Frühe Blüte oder große Rübe? Für Landwirte ist die Frage existenzentscheidend. Zu viele "Unkrautrüben", die zwar blühen aber so gut wie keine Wurzel ausbilden machen Arbeit und ruinieren die Ernte. Ein internationales Forscherteam aus Deutschland und Schweden hat jetzt das Schossgen der Zuckerrübe identifiziert. Für die Pflanzenzüchtung ein großer Erfolg, denn das Schossgen B bestimmt, wann die Rüben blühen und damit auch, wie groß am Ende die Rübenwurzel ausfällt. Wie die Wissenschaftler in der Fachzeitschrift Current Biology (2012, Online-Publikation) beschreiben, hilft diese Erkenntnis nicht nur, Saatmischungen zu verbessern und Erträge zu steigern. Die Zuckerrübe könnte sogar zu einem neuen Modellorganismus in der Pflanzenzucht werden – ähnlich den Mäusen in der Krebsforschung. Das Projekt wurde unter anderem vom Bundesforschungsministerium im Rahmen des Pflanzenzuchtprogramms GABI-GENOFLOR gefördert.

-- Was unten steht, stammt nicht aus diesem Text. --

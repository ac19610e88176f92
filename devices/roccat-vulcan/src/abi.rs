//! Hardware color map and its split into interrupt output reports.
//!
//! Keys are stored in blocks of 12: the red bytes of a block come first,
//! then the green bytes, then the blue bytes.

use rgb_sync_core::Rgb;

pub const KEY_COUNT: usize = 144;
pub const MAP_LEN: usize = 3 * 148;
pub const REPORT_LEN: usize = 65;
pub const REPORT_COUNT: usize = 7;

const BLOCK: usize = 12;
const HEADER: [u8; 4] = [0xA1, 0x01, 0x01, 0xB4];

/// Offset of a key's red byte. Green follows 12 bytes later, blue 24.
pub const fn red_offset(key: usize) -> usize {
    (key / BLOCK) * 3 * BLOCK + key % BLOCK
}

#[derive(Clone, Debug, PartialEq, Eq)]
pub struct HardwareMap([u8; MAP_LEN]);

impl Default for HardwareMap {
    fn default() -> Self {
        Self([0; MAP_LEN])
    }
}

impl HardwareMap {
    pub fn as_bytes(&self) -> &[u8; MAP_LEN] {
        &self.0
    }

    /// Set one key. Returns false for keys the hardware does not have.
    pub fn set_key(&mut self, key: usize, color: Rgb) -> bool {
        if key >= KEY_COUNT {
            return false;
        }
        let offset = red_offset(key);
        self.0[offset] = color.r;
        self.0[offset + BLOCK] = color.g;
        self.0[offset + 2 * BLOCK] = color.b;
        true
    }

    /// Output reports, report ID 0. The first carries the map header and 60
    /// bytes, the rest 64 bytes each.
    pub fn reports(&self) -> [[u8; REPORT_LEN]; REPORT_COUNT] {
        let mut reports = [[0u8; REPORT_LEN]; REPORT_COUNT];
        reports[0][1..5].copy_from_slice(&HEADER);
        reports[0][5..].copy_from_slice(&self.0[..60]);
        for (i, report) in reports.iter_mut().enumerate().skip(1) {
            report[1..].copy_from_slice(&self.0[64 * i - 4..64 * i + 60]);
        }
        reports
    }
}

#[cfg(test)]
mod tests {
    use proptest::prelude::*;

    use super::*;

    #[test]
    fn neighbouring_blocks_interleave() {
        let mut map = HardwareMap::default();
        map.set_key(0, Rgb::new(10, 20, 30));
        map.set_key(12, Rgb::new(40, 50, 60));
        map.set_key(1, Rgb::new(1, 2, 3));
        let bytes = map.as_bytes();
        assert_eq!((bytes[0], bytes[12], bytes[24]), (10, 20, 30));
        assert_eq!((bytes[36], bytes[48], bytes[60]), (40, 50, 60));
        assert_eq!((bytes[1], bytes[13], bytes[25]), (1, 2, 3));
    }

    #[test]
    fn last_key_fits() {
        assert_eq!(red_offset(KEY_COUNT - 1) + 24, 431);
        let mut map = HardwareMap::default();
        assert!(map.set_key(KEY_COUNT - 1, Rgb::new(1, 1, 1)));
        let before = map.clone();
        assert!(!map.set_key(KEY_COUNT, Rgb::new(1, 1, 1)));
        assert_eq!(map.as_bytes(), before.as_bytes());
    }

    #[test]
    fn report_framing() {
        let mut map = HardwareMap::default();
        map.0.iter_mut().enumerate().for_each(|(i, b)| *b = i as u8);
        let reports = map.reports();

        assert_eq!(reports[0][..5], [0x00, 0xA1, 0x01, 0x01, 0xB4]);
        assert_eq!(reports[0][5], 0);
        assert_eq!(reports[0][64], 59);
        assert_eq!(reports[1][0], 0x00);
        assert_eq!(reports[1][1], 60);
        assert_eq!(reports[6][64], (MAP_LEN - 1) as u8);
    }

    proptest! {
        #[test]
        fn reports_carry_whole_map(bytes in proptest::collection::vec(any::<u8>(), MAP_LEN)) {
            let mut map = HardwareMap::default();
            map.0.copy_from_slice(&bytes);
            let reports = map.reports();
            let mut payload = reports[0][5..].to_vec();
            for report in &reports[1..] {
                prop_assert_eq!(report[0], 0);
                payload.extend_from_slice(&report[1..]);
            }
            prop_assert_eq!(payload, bytes);
        }

        #[test]
        fn keys_never_collide(a in 0..KEY_COUNT, b in 0..KEY_COUNT) {
            prop_assume!(a != b);
            let mut map = HardwareMap::default();
            map.set_key(a, Rgb::new(1, 2, 3));
            let before = map.clone();
            map.set_key(b, Rgb::new(0, 0, 0));
            prop_assert_eq!(map, before);
        }
    }
}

Fünf Jahre lang haben die Forscher der Christian-Albrechts-Universität Kiel (CAU) und des Umea Plant Science Centre nach dem Schossgen gesucht, jetzt ist es identifiziert: BvBTC1 bestimmt die Rübengröße. Nicht direkt, sondern indem es dafür sorgt, dass die Rübe blüht, womit das Wurzelwachstum bei Zuckerrüben beendet wird. Landwirte versuchen deshalb, das Blühen der Rüben hinaus zu zögern oder zu verhindern, denn je eher eine Pflanze blüht, desto kleiner ist der Zuckerrübenertrag.

Frühe Blüte verhindern

Kommerzielle Saatmischungen enthalten oft Saatkörner, aus denen zu früh blühende Pflanzen hervor gehen. Das hat nicht nur Auswirkungen auf die aktuelle, sondern auch spätere Ernten, denn die Schosser setzen Samen aus, die bis zu 20 Jahre keimfähig bleiben. Grund dafür sind möglicherweise die Vorfahren der Zuckerrübe: Die Wildbete, die bereits in ihrem ersten Wachstumsjahr blüht und überhaupt keine Rübe ausbildet. Die industrielle Zuckerrübe hingegen bildet eine große Wurzel aus und wird extra von Frühjahr bis Herbst kultiviert, weil niedrige Temperaturen sonst eine frühe Blüte provozieren.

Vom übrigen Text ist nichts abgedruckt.